DIRECTIONS: Lines from the entries below that hold "filename" form the answer; copy all of them.

MATERIAL SHOWN:
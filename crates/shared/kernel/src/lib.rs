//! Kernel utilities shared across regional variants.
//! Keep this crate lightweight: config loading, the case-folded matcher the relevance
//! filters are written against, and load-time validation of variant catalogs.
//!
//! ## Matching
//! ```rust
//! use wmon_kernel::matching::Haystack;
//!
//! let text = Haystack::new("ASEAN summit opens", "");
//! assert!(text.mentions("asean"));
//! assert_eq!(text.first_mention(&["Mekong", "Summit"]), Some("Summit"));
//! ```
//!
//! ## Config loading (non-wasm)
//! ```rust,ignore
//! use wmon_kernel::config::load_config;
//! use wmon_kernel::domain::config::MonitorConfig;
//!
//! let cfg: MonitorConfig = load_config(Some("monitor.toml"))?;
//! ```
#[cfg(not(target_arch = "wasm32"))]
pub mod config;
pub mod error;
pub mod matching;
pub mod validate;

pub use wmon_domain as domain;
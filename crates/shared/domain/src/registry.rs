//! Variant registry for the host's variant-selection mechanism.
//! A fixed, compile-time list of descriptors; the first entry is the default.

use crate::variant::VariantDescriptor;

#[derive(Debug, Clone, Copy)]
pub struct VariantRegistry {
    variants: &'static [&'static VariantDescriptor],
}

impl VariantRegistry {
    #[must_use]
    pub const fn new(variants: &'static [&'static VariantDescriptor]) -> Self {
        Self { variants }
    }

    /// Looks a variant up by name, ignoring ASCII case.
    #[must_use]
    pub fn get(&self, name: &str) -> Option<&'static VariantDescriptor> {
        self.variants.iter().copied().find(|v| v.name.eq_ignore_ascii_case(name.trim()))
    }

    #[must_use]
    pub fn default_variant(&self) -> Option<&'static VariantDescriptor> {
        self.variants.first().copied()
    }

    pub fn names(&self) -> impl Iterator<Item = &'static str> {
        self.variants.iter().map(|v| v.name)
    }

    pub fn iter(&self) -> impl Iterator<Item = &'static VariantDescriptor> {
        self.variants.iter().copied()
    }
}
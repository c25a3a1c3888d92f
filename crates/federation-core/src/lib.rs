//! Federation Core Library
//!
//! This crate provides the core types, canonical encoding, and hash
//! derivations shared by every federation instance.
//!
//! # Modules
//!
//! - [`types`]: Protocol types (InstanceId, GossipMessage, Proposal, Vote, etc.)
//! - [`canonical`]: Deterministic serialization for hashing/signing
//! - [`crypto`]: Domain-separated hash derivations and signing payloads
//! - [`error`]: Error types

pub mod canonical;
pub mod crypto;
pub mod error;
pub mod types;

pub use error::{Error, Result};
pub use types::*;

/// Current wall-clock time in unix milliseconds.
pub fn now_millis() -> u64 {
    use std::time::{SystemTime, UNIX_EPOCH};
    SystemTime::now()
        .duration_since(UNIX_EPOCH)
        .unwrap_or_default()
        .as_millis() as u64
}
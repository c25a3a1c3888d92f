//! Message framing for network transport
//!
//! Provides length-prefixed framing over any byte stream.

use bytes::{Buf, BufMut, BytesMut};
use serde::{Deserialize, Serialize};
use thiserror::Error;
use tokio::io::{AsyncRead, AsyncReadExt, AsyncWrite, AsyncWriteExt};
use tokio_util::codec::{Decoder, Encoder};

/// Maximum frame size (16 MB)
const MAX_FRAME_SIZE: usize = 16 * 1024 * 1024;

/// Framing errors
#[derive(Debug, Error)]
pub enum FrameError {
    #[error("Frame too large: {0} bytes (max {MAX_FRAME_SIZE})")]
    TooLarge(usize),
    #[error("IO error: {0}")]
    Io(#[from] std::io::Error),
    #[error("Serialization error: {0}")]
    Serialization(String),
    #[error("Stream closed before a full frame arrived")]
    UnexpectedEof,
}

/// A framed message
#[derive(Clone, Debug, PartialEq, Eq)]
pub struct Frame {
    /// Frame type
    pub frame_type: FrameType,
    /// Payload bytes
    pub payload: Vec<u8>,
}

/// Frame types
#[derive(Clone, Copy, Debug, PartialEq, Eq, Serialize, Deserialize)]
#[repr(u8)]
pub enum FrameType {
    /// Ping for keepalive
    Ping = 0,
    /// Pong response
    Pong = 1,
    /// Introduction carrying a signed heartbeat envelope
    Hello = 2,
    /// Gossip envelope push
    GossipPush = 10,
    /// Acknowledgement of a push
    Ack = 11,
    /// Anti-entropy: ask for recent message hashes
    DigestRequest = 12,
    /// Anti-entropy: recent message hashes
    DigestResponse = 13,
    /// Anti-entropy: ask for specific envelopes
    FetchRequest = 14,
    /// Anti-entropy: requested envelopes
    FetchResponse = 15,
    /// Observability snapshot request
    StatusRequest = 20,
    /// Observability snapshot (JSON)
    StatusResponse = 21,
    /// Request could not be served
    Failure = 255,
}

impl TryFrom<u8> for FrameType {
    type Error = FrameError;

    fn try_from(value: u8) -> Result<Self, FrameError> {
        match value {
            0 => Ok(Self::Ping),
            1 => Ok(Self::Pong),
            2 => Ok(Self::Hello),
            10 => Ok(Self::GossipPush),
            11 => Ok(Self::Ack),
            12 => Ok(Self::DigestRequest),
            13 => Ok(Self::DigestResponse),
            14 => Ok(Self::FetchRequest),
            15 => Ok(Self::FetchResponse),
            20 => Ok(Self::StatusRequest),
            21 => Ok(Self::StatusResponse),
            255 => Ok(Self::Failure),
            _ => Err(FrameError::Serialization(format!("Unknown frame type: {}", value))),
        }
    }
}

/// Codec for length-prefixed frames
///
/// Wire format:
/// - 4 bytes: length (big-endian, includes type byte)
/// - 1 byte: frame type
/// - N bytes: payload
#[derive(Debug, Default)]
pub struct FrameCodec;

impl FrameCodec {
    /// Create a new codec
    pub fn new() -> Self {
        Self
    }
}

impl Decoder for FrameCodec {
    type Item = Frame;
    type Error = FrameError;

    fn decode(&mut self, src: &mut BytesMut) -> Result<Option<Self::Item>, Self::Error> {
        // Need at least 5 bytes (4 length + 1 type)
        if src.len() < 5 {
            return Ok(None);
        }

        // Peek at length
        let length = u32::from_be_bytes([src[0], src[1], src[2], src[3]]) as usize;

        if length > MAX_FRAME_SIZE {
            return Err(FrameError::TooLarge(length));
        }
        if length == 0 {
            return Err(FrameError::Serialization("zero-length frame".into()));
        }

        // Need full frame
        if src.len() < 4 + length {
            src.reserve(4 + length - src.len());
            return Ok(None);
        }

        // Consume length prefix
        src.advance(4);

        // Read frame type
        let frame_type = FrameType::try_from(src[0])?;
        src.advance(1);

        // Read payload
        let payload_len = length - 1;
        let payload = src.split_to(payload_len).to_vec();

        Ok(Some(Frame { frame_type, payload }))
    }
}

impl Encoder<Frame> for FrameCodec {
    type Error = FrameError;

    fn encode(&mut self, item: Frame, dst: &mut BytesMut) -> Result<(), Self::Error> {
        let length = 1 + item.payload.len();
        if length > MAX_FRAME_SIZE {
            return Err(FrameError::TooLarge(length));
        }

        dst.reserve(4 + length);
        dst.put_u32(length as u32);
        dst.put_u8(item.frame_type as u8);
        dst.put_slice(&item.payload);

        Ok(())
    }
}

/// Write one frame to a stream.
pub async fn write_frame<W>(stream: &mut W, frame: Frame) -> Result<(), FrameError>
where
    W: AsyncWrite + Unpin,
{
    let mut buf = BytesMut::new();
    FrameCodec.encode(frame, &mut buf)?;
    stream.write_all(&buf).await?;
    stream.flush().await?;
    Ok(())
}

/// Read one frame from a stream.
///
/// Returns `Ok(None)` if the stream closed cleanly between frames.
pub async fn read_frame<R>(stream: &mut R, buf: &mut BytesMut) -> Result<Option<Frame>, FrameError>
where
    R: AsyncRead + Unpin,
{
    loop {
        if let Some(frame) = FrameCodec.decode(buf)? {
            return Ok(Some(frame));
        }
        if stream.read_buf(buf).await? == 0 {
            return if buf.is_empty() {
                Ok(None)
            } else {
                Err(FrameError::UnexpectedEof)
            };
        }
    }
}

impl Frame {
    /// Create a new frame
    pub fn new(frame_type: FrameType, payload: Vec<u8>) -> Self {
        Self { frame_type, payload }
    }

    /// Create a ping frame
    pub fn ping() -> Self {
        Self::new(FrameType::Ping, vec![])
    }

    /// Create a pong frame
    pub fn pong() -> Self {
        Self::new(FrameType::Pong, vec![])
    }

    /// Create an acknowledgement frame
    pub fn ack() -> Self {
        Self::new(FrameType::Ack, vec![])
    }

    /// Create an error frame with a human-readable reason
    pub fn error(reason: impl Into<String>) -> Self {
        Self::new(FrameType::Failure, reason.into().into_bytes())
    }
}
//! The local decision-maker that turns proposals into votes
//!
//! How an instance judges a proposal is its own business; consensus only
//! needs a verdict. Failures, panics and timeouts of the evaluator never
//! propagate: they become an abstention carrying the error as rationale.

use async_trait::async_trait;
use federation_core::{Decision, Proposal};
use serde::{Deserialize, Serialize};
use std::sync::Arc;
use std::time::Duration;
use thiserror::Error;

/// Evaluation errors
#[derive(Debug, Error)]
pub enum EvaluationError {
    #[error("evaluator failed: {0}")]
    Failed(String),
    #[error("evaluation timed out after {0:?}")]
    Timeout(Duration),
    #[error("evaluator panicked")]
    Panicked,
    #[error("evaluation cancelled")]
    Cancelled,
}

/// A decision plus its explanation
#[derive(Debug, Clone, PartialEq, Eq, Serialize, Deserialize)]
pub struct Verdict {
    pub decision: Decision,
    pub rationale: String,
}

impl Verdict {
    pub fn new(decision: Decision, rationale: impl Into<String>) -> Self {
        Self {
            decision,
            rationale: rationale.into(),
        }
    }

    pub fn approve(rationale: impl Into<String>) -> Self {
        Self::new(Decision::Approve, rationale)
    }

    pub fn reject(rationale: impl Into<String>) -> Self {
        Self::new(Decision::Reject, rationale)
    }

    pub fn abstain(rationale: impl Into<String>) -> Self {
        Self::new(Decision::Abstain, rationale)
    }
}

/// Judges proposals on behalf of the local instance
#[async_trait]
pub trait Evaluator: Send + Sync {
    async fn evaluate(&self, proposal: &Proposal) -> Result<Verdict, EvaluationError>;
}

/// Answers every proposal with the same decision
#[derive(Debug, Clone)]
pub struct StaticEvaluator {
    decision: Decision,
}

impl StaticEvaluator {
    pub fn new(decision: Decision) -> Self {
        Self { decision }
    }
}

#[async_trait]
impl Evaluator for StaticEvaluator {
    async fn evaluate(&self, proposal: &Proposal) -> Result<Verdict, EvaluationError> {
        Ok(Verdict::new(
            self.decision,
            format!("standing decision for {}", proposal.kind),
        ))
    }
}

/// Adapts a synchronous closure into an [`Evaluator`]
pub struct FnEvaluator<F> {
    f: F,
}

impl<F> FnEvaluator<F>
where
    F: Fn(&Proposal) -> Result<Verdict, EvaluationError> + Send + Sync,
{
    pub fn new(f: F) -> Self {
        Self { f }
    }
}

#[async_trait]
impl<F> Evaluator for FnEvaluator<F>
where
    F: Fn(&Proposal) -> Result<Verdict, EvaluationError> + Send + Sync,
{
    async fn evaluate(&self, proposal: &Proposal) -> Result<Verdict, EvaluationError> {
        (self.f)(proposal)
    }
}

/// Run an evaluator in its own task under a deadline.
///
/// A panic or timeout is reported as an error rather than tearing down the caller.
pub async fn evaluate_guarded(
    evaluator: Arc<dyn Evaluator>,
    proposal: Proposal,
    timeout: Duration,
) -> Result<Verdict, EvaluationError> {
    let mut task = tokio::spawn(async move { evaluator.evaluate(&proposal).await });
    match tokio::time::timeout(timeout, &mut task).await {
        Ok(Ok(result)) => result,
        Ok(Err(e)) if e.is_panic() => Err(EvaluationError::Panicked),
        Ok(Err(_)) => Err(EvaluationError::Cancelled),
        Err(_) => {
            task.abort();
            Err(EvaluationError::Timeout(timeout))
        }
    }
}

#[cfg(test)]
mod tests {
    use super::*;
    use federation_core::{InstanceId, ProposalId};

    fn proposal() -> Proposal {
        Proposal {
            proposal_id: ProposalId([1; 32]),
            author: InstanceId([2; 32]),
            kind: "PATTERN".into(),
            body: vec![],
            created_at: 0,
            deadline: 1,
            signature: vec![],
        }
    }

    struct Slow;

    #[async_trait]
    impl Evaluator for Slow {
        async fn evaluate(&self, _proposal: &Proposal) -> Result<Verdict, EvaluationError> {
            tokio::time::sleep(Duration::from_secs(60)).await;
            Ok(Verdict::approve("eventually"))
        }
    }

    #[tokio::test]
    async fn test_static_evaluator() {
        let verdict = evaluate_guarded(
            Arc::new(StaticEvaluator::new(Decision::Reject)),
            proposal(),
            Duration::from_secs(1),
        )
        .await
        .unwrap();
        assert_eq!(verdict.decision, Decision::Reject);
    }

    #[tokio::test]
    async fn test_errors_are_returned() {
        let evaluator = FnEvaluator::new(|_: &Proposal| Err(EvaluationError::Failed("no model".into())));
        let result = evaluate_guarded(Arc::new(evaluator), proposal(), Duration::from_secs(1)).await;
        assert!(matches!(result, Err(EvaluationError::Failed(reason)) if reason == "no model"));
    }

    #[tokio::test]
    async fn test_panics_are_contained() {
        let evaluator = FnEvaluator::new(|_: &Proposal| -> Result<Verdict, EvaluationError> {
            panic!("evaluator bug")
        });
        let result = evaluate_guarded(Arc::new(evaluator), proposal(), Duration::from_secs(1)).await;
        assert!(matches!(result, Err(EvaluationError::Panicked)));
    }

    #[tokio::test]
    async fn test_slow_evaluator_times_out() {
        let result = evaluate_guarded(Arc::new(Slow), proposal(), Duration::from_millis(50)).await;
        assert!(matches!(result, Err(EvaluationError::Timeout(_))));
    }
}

OUTPUT FOR THIS TASK:
filename crates/shared/kernel/src/lib.rs
filename crates/shared/domain/src/registry.rs
filename crates/federation-core/src/lib.rs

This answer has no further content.